▶ _WHAT TO DO_
Beginning with the first line, please return the entries exactly through the line that contains "inside this worker.", and leave out all later lines.

▶ _DATA FOR REVIEW_
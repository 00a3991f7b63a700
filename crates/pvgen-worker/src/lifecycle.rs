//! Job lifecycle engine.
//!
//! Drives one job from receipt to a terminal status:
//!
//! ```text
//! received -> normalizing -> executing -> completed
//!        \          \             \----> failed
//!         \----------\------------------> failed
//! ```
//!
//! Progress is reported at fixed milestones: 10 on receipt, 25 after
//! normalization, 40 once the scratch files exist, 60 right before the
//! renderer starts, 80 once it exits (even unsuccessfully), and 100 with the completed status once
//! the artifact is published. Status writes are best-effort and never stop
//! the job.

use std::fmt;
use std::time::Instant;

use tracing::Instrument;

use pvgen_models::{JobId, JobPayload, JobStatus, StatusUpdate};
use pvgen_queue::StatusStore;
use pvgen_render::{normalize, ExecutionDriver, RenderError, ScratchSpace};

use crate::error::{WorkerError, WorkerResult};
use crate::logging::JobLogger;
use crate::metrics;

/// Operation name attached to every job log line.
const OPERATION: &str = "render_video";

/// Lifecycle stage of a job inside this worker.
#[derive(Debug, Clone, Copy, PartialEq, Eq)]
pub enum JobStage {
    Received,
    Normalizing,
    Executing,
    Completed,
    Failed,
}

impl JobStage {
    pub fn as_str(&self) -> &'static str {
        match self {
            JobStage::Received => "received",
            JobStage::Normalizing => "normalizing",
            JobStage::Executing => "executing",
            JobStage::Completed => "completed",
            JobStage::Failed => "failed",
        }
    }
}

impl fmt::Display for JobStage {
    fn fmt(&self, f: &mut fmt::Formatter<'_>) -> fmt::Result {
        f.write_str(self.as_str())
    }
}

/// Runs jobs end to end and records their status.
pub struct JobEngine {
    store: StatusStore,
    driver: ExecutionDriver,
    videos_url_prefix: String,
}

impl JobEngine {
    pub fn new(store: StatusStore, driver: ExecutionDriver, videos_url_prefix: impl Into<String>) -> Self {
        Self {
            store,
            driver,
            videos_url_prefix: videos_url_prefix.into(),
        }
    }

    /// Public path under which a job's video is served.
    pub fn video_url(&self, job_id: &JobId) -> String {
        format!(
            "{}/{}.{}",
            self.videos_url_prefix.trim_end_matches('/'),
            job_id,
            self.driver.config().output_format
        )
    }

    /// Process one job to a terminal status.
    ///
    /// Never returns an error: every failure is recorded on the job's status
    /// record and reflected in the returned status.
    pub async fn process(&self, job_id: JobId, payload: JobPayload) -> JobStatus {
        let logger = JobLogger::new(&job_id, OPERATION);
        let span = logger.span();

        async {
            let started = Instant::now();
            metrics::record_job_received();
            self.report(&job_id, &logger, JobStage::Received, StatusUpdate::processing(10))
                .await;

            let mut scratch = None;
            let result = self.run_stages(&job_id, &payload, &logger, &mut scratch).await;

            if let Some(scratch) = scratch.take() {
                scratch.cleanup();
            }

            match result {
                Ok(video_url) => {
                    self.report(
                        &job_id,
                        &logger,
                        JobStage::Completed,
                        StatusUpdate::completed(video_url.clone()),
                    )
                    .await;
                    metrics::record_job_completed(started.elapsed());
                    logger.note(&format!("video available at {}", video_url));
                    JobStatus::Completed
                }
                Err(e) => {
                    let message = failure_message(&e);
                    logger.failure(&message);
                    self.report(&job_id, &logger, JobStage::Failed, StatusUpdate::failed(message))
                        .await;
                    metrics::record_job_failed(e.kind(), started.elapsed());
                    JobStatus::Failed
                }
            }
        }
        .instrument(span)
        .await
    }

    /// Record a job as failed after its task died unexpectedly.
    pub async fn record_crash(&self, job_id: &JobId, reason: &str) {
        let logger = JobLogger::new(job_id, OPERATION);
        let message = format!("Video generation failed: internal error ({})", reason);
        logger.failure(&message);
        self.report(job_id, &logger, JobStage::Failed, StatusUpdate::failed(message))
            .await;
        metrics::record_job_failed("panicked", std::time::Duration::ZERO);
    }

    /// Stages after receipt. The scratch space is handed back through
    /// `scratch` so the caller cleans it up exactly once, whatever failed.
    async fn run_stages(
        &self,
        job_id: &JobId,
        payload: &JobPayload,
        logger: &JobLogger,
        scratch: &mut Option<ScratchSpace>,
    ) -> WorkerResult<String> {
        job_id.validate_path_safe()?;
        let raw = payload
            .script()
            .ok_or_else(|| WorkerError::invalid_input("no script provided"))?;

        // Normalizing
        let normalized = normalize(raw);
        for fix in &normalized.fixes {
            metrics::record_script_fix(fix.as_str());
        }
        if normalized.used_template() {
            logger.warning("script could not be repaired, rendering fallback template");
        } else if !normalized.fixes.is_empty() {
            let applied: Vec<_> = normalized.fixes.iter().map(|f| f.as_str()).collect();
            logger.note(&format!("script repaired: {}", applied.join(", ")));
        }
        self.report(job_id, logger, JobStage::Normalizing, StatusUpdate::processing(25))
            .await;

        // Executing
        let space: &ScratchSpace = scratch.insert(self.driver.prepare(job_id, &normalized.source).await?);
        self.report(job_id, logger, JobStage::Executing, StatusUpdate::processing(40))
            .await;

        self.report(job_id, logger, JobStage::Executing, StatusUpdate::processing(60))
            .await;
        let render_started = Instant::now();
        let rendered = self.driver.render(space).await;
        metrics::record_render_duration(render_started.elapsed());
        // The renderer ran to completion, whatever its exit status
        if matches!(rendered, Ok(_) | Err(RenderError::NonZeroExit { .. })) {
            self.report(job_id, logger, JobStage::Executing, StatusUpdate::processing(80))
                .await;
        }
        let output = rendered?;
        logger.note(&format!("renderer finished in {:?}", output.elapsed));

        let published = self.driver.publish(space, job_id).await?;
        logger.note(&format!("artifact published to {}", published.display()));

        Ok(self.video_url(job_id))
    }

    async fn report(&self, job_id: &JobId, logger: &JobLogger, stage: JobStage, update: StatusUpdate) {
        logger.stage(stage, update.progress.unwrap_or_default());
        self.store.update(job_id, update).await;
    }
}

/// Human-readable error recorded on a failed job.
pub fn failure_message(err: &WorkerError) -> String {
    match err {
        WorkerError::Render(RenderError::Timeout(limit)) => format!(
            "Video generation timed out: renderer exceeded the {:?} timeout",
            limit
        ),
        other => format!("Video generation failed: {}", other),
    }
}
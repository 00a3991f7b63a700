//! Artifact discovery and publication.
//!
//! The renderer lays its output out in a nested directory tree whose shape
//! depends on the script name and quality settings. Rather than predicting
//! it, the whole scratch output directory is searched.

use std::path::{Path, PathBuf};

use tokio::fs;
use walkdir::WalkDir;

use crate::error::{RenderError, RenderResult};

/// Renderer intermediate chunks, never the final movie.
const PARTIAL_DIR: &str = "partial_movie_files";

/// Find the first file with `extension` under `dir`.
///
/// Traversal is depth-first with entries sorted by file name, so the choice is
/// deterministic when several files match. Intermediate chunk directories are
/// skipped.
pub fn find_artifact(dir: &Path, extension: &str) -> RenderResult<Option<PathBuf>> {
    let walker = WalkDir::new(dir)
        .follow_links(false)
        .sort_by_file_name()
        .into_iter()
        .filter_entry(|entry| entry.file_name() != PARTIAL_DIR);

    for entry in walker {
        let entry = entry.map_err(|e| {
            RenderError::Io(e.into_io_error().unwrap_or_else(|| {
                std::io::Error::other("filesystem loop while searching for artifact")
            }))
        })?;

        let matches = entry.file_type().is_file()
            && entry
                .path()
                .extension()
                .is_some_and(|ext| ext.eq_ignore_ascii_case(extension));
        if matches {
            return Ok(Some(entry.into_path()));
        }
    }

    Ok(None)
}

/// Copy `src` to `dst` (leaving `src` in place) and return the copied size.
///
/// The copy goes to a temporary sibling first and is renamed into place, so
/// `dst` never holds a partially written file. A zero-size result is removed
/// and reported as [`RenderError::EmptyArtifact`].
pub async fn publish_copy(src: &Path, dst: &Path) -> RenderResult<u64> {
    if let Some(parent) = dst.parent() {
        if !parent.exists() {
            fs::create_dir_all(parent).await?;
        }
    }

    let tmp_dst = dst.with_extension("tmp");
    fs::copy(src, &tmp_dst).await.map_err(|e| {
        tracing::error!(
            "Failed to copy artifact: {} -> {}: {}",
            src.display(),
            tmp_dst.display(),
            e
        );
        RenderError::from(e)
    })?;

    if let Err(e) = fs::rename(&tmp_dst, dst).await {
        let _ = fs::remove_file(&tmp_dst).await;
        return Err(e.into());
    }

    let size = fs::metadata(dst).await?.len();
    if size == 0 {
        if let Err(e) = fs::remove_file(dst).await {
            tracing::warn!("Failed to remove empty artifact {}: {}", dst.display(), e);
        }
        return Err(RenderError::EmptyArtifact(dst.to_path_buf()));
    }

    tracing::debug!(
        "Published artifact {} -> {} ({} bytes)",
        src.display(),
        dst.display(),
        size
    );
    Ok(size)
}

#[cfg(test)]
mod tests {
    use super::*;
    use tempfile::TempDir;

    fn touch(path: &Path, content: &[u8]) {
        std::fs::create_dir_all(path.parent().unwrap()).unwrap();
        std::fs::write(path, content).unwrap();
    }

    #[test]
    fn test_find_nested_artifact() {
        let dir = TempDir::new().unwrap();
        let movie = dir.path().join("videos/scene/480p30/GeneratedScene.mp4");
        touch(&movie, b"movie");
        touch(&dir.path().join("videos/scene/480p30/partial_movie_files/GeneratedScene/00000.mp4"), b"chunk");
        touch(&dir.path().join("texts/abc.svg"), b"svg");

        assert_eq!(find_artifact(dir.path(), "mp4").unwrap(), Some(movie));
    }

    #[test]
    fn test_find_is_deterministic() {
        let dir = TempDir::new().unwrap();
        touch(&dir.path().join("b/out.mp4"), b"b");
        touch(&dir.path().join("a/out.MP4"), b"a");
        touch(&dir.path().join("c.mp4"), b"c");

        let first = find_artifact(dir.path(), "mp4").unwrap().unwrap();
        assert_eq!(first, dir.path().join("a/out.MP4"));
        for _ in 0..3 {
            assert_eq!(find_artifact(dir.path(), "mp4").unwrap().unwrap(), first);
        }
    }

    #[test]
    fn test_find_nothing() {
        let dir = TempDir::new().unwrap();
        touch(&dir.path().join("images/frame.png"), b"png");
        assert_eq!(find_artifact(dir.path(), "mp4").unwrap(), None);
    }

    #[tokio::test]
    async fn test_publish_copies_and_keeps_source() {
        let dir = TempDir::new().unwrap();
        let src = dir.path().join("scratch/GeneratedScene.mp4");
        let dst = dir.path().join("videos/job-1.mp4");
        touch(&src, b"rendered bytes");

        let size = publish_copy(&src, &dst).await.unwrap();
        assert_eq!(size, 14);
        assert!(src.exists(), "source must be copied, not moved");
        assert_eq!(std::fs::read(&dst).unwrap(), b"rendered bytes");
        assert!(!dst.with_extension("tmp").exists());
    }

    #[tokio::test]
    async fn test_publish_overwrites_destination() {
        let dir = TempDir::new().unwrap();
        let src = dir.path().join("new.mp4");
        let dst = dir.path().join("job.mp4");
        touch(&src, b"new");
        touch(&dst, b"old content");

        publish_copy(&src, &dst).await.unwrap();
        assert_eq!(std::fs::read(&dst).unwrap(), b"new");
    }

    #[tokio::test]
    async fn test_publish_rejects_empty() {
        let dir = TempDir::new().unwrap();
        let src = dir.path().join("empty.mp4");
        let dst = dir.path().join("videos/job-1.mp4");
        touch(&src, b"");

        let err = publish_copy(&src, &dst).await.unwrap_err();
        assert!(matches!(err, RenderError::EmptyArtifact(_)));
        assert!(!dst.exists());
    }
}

▶ _RESPONSE TO THIS EXERCISE_
repository 00a3991f7b63a700
filename crates/pvgen-worker/src/lifecycle.rs
//! Job lifecycle engine.
//!
//! Drives one job from receipt to a terminal status:
//!
//! ```text
//! received -> normalizing -> executing -> completed
//!        \          \             \----> failed
//!         \----------\------------------> failed
//! ```
//!
//! Progress is reported at fixed milestones: 10 on receipt, 25 after
//! normalization, 40 once the scratch files exist, 60 right before the
//! renderer starts, 80 once it exits (even unsuccessfully), and 100 with the completed status once
//! the artifact is published. Status writes are best-effort and never stop
//! the job.

use std::fmt;
use std::time::Instant;

use tracing::Instrument;

use pvgen_models::{JobId, JobPayload, JobStatus, StatusUpdate};
use pvgen_queue::StatusStore;
use pvgen_render::{normalize, ExecutionDriver, RenderError, ScratchSpace};

use crate::error::{WorkerError, WorkerResult};
use crate::logging::JobLogger;
use crate::metrics;

/// Operation name attached to every job log line.
const OPERATION: &str = "render_video";

/// Lifecycle stage of a job inside this worker.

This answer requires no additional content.